From the records below, copy out each line that has the word "entry".

--- START ---

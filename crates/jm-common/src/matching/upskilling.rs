use std::collections::BTreeMap;

use serde::{Deserialize, Serialize};
use strum::AsRefStr;

use super::error::MatchError;
use crate::{
    JobPosting, Profile,
    skill_catalog::{SkillCatalog, SkillCategory},
    skill_normalizer::SkillNormalizer,
};

pub const DEFAULT_UPSKILLING_LIMIT: usize = 10;

/// Ordered so that `High < Medium < Low`, i.e. ascending sort puts urgent skills first.
#[derive(
    Debug, Clone, Copy, PartialEq, Eq, PartialOrd, Ord, Hash, Serialize, Deserialize, AsRefStr,
)]
#[serde(rename_all = "snake_case")]
#[strum(serialize_all = "snake_case")]
pub enum Priority {
    High,
    Medium,
    Low,
}

impl Priority {
    pub fn from_weight(weight: f64) -> Self {
        if weight >= 0.9 {
            Priority::High
        } else if weight >= 0.7 {
            Priority::Medium
        } else {
            Priority::Low
        }
    }
}

#[derive(Debug, Clone, PartialEq, Serialize, Deserialize)]
pub struct UpskillingRecommendation {
    pub skill: String,
    pub category: SkillCategory,
    pub weight: f64,
    /// Number of active postings that require the skill.
    pub demand: usize,
    pub priority: Priority,
}

/// Skills the seeker lacks across the active postings, most valuable first.
///
/// Ordered by priority, then demand (desc), then catalog weight (desc), then name.
pub fn recommend_upskilling(
    normalizer: &SkillNormalizer,
    catalog: &SkillCatalog,
    profile: &Profile,
    candidate_jobs: &[JobPosting],
    limit: usize,
) -> Result<Vec<UpskillingRecommendation>, MatchError> {
    let profile_raw = profile.skills.as_deref().ok_or_else(|| {
        MatchError::InvalidInput(format!("profile {} has no skill collection", profile.id))
    })?;
    let owned = normalizer.normalize(profile_raw);

    let mut demand: BTreeMap<String, usize> = BTreeMap::new();
    for job in candidate_jobs.iter().filter(|job| job.is_active) {
        let raw = job.required_skills.as_deref().ok_or_else(|| {
            MatchError::InvalidInput(format!("job {} has no skill collection", job.id))
        })?;
        for skill in normalizer.normalize(raw).difference(&owned) {
            *demand.entry(skill.clone()).or_default() += 1;
        }
    }

    let mut recommendations: Vec<UpskillingRecommendation> = demand
        .into_iter()
        .map(|(skill, demand)| {
            let entry = catalog.entry_or_default(&skill);
            UpskillingRecommendation {
                priority: Priority::from_weight(entry.weight),
                category: entry.category,
                weight: entry.weight,
                demand,
                skill,
            }
        })
        .collect();

    recommendations.sort_by(|a, b| {
        a.priority
            .cmp(&b.priority)
            .then_with(|| b.demand.cmp(&a.demand))
            .then_with(|| b.weight.total_cmp(&a.weight))
            .then_with(|| a.skill.cmp(&b.skill))
    });
    if limit > 0 {
        recommendations.truncate(limit);
    }

    Ok(recommendations)
}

--- END ---

• [RESULT]
            *demand.entry(skill.clone()).or_default() += 1;
            let entry = catalog.entry_or_default(&skill);
                priority: Priority::from_weight(entry.weight),
                category: entry.category,
                weight: entry.weight,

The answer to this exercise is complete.